** Records to process follows **

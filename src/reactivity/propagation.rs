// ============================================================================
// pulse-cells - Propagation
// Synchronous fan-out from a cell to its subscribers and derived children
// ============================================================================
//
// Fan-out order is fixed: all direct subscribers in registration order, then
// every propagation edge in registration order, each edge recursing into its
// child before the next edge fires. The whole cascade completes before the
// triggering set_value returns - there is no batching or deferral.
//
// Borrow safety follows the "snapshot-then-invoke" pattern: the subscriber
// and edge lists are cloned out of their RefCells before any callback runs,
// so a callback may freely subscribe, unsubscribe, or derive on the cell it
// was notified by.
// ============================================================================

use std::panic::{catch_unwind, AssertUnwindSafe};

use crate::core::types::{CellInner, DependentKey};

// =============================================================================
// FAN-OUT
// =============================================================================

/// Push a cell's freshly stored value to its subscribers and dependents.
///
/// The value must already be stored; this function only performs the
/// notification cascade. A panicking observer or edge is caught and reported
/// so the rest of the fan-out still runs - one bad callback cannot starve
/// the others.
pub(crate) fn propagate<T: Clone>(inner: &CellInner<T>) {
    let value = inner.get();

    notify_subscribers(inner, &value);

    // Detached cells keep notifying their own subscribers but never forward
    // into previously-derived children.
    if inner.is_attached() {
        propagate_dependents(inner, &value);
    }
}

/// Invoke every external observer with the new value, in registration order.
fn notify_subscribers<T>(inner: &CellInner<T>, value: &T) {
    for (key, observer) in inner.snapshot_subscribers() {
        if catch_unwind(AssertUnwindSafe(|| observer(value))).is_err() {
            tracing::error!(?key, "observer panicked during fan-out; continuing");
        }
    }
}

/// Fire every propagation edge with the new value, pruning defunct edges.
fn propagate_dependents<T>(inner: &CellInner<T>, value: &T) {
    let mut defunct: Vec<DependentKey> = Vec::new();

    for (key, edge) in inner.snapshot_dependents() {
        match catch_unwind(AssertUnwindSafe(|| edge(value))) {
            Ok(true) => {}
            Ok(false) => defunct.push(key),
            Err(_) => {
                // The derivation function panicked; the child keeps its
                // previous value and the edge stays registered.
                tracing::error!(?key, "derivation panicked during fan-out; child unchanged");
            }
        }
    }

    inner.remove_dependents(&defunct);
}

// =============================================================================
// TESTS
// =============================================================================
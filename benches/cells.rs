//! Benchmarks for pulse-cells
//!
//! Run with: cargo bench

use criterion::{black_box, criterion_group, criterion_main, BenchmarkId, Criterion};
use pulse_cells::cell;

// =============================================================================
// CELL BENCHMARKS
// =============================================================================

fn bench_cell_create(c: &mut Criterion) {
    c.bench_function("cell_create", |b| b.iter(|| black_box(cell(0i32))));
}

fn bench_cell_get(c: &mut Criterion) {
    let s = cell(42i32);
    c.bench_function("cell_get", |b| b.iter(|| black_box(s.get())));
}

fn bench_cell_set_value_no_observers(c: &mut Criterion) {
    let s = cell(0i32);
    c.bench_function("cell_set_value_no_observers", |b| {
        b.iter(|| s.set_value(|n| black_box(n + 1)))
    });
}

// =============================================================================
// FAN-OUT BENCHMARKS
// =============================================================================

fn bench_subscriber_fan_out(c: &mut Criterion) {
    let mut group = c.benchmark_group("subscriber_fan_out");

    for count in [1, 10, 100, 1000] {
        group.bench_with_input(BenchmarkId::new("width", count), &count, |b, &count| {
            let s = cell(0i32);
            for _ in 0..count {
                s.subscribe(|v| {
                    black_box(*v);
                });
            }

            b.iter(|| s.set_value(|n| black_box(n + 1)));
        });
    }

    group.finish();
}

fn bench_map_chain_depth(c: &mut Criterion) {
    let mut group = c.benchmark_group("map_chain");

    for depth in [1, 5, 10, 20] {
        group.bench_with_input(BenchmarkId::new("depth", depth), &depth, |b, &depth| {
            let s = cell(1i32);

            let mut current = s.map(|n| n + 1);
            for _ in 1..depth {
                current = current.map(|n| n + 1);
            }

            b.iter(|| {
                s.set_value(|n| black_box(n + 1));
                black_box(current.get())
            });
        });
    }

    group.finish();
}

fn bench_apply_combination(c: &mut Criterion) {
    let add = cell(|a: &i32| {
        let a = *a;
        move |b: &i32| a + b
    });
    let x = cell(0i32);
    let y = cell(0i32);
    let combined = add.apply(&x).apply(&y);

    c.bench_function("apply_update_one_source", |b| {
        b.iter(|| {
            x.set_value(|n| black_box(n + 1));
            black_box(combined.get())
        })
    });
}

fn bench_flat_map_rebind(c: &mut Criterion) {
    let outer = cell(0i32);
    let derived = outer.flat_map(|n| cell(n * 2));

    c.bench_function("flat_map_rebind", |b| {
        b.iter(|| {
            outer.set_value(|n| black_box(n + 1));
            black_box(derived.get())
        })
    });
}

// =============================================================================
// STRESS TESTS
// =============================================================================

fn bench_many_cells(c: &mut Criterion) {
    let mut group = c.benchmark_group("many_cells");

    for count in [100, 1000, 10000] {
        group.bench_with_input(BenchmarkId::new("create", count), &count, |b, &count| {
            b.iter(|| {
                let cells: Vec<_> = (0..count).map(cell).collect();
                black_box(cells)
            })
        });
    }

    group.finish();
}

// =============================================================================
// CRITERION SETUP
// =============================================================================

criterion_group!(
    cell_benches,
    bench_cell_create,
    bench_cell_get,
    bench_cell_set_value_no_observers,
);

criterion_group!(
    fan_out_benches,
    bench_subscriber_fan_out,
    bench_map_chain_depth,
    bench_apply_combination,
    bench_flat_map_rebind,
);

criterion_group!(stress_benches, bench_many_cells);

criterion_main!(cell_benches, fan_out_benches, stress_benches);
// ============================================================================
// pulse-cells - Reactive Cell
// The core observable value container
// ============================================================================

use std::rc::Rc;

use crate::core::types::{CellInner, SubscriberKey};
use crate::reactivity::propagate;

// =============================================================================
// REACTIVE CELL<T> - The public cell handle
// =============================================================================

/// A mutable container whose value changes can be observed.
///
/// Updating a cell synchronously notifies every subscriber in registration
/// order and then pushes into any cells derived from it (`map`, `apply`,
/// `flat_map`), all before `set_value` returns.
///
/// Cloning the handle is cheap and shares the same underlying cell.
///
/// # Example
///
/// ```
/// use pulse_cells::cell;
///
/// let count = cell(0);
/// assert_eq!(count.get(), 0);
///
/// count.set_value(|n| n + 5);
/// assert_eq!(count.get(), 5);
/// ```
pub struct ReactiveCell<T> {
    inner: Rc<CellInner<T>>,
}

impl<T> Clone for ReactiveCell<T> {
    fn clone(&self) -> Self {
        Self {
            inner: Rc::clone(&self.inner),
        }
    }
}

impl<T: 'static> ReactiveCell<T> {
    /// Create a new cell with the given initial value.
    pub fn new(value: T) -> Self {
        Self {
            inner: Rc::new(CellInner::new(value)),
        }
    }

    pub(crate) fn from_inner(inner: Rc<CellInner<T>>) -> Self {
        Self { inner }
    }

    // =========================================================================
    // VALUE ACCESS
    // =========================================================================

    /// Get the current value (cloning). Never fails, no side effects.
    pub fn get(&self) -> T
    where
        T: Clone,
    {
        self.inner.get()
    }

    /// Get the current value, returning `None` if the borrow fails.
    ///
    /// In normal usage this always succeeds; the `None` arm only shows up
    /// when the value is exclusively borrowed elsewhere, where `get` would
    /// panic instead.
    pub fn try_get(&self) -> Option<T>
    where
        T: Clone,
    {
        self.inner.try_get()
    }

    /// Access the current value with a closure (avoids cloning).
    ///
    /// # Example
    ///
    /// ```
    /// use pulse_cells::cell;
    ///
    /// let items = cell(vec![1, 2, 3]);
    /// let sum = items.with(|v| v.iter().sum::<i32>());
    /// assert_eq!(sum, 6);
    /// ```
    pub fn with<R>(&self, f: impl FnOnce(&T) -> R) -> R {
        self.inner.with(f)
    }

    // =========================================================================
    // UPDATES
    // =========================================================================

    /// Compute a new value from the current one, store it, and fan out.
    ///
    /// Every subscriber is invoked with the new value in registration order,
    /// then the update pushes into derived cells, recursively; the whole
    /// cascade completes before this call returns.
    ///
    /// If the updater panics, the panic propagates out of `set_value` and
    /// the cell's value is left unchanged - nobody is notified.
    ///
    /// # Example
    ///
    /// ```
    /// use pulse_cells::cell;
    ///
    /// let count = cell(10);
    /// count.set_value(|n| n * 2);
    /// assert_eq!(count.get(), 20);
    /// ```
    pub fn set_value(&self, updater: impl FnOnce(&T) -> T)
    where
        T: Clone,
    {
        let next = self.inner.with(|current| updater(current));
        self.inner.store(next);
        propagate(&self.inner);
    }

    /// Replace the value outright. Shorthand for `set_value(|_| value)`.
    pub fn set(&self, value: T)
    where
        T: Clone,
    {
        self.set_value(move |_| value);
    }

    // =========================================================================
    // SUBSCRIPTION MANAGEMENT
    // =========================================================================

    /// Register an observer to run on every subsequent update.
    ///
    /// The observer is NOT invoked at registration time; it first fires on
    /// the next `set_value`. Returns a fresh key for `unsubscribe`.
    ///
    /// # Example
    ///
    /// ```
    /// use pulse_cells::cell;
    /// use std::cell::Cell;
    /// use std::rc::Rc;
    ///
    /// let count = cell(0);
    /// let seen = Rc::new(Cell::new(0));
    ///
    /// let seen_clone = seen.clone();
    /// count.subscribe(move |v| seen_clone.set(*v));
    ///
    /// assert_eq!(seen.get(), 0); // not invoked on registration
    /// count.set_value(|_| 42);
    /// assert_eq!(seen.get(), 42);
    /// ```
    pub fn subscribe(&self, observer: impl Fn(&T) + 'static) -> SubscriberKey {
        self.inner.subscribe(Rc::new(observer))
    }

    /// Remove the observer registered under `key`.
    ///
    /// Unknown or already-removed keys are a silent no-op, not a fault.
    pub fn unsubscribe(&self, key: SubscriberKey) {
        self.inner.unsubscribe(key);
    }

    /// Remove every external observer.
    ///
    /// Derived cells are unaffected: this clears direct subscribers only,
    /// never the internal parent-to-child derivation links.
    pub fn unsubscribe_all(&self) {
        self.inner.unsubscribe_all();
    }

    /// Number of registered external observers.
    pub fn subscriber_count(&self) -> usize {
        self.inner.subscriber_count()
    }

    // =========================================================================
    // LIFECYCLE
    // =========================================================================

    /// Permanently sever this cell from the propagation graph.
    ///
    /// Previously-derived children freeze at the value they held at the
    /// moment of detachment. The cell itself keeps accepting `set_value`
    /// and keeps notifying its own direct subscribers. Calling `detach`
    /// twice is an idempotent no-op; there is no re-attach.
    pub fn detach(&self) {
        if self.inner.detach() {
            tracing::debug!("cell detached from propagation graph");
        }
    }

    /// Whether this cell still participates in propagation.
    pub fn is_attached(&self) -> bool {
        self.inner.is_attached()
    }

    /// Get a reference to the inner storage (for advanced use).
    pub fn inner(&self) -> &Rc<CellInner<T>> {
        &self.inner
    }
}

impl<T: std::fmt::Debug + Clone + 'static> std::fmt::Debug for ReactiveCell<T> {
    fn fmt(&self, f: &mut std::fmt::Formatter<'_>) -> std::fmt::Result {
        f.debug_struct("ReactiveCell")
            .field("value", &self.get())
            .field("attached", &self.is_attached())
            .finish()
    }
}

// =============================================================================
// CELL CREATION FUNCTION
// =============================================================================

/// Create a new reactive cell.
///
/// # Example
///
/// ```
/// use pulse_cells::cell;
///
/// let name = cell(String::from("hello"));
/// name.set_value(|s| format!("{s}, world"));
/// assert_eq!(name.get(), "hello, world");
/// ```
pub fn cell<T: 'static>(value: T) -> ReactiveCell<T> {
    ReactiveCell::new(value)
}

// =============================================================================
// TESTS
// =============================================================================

** End of Records to process **

=== Problem description ===
Nothing is wanted except the number of lines in the entries above that include the word "direct".

=== Task solution ===
3